Battered U.S. Dairies Face Uncertain Future
Dec 27, 2010
By Catherine Merlo, Dairy Today Western and Online Editor
Still reeling from 2009’s financial disaster, U.S. dairies spent 2010 in full survival mode and face more bearish pressure in the coming year.
Milk prices improved in 2010, allowing many dairies to cover their cost of production and pay bills. But the recurring burden of high feed costs – and the depth of 2009’s losses – continued to weigh down many dairies.
“2010 has been a sobering year, one of stabilization after the harrowing experience of 2009,” says California dairy producer Tom Barcellos. “I took the equity off my farm to keep my dairy alive. People are still having difficult times financially because banks don’t want to be in the business.”
“Nobody went backward in 2010, but nobody righted the ship,” says Robert Matlick, a partner in the accounting firm of Moore Stephens Wurth Frazer and Torbet. The firm has numerous dairy clients across the U.S. “Many dairies are still barely afloat, especially in the West.”

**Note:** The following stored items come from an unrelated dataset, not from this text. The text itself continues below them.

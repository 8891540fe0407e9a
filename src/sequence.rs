//! Frame-number sequence detection.
//!
//! Still-image renders usually arrive as numbered frame files
//! (`shot_010.0001.exr`, `shot_010.0002.exr`, ...). Grouping them lets the
//! classifier treat the whole run as footage instead of a pile of single
//! images. A sequence is two or more names sharing the same stem and
//! extension with distinct trailing frame numbers.

use regex::Regex;
use std::collections::{HashMap, HashSet};
use std::sync::OnceLock;

/// Trailing frame-number pattern: stem, optional separator, at least two
/// digits, extension.
fn frame_pattern() -> &'static Regex {
    static PATTERN: OnceLock<Regex> = OnceLock::new();
    PATTERN.get_or_init(|| {
        Regex::new(r"^(?P<stem>.*?)[._-]?(?P<frame>\d{2,})\.(?P<ext>[^.]+)$")
            .expect("frame pattern is valid")
    })
}

/// Splits a filename into (stem, frame, extension) if it carries a trailing
/// frame number.
///
/// Stem and extension are lower-cased for grouping; the frame digits keep
/// their padding.
pub fn frame_parts(name: &str) -> Option<(String, String, String)> {
    let captures = frame_pattern().captures(name)?;
    Some((
        captures["stem"].to_lowercase(),
        captures["frame"].to_string(),
        captures["ext"].to_lowercase(),
    ))
}

/// Returns the subset of `names` that belong to a frame sequence.
///
/// Names are grouped by (stem, extension); a group qualifies once it holds
/// two or more distinct frame numbers. The caller decides which names are
/// candidates (typically only still-image extensions).
pub fn sequence_members<'a, I>(names: I) -> HashSet<String>
where
    I: IntoIterator<Item = &'a str>,
{
    let mut groups: HashMap<(String, String), Vec<(&str, String)>> = HashMap::new();
    for name in names {
        if let Some((stem, frame, ext)) = frame_parts(name) {
            groups.entry((stem, ext)).or_default().push((name, frame));
        }
    }

    let mut members = HashSet::new();
    for entries in groups.values() {
        let distinct_frames: HashSet<&str> =
            entries.iter().map(|(_, frame)| frame.as_str()).collect();
        if distinct_frames.len() >= 2 {
            for (name, _) in entries {
                members.insert((*name).to_string());
            }
        }
    }
    members
}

According to Matlick, 2010 U.S. milk prices have averaged about $14.80/cwt. for Class III milk, with October and November prices climbing to the $15-$19/cwt. range. That compares to a 2009 Class III price average of about $11.35/cwt., generally some $3/cwt. below the cost of production. In 2010, dairies are looking at a $1/cwt. profit on average.
“But most haven’t bounced back from ’09,” he adds. “They’re still climbing out of that hole. We’re projecting a 10- to 11-year payout on the debt that dairies acquired in 2009.”
A pick-up in export demand for U.S. dairy products helped boost milk prices this year. Even so, high feed prices, spurred by ethanol’s growing demand for corn and supportive federal policy, continue to eat into dairy profitability. After a pull-back earlier this year, prices for corn, soymeal and other livestock commodities are advancing to 2009’s high levels. Corn, a major ingredient in milk cows’ diets, is trading in the $6/bu. range, up from $3/bu. earlier this year.
“For 2010, feed prices for dairies are going to approach the cost of $7.50-$8.00/cwt.,” Matlick says.
Looking to 2011, producer Brad Crandall says he’ll “prepare for the worst and hope for the best,” on the Michigan dairy where he and his family milk 280 cows. Like other producers, Crandall will continue to control costs, boost efficiencies and get as much milk per cow as possible.
Many dairy analysts expect more price volatility ahead. “The global economy makes volatility more likely than ever before,” says Greg Steele, who’s with the Farm Credit bank known as AgStar Financial Services.
“The dairy industry must change its business paradigm by focusing on capturing margins and understanding cash-flow break-evens and cost of production,” he says. “Hope is not a strategy. Know a good margin when you see one.”
In addition, Steele says, “In the new landscape, there’s no substitute for adequate equity and working capital.”
Also in 2011, contentious debate is expected as the dairy industry develops policy recommendations for the 2012 farm bill. A controversial supply management proposal and talk of eliminating long-time price supports and federal orders promise tumultuous discussion and possibly radical change ahead.
But for many, all that could be a moot point.
“The farm bill discussions will be very intriguing, but those are long-term issues,” says Eric Erba with California Dairies, Inc., the processing cooperative that handles 43% of California’s milk volume. “Dairies first have to survive the next six to 12 months.”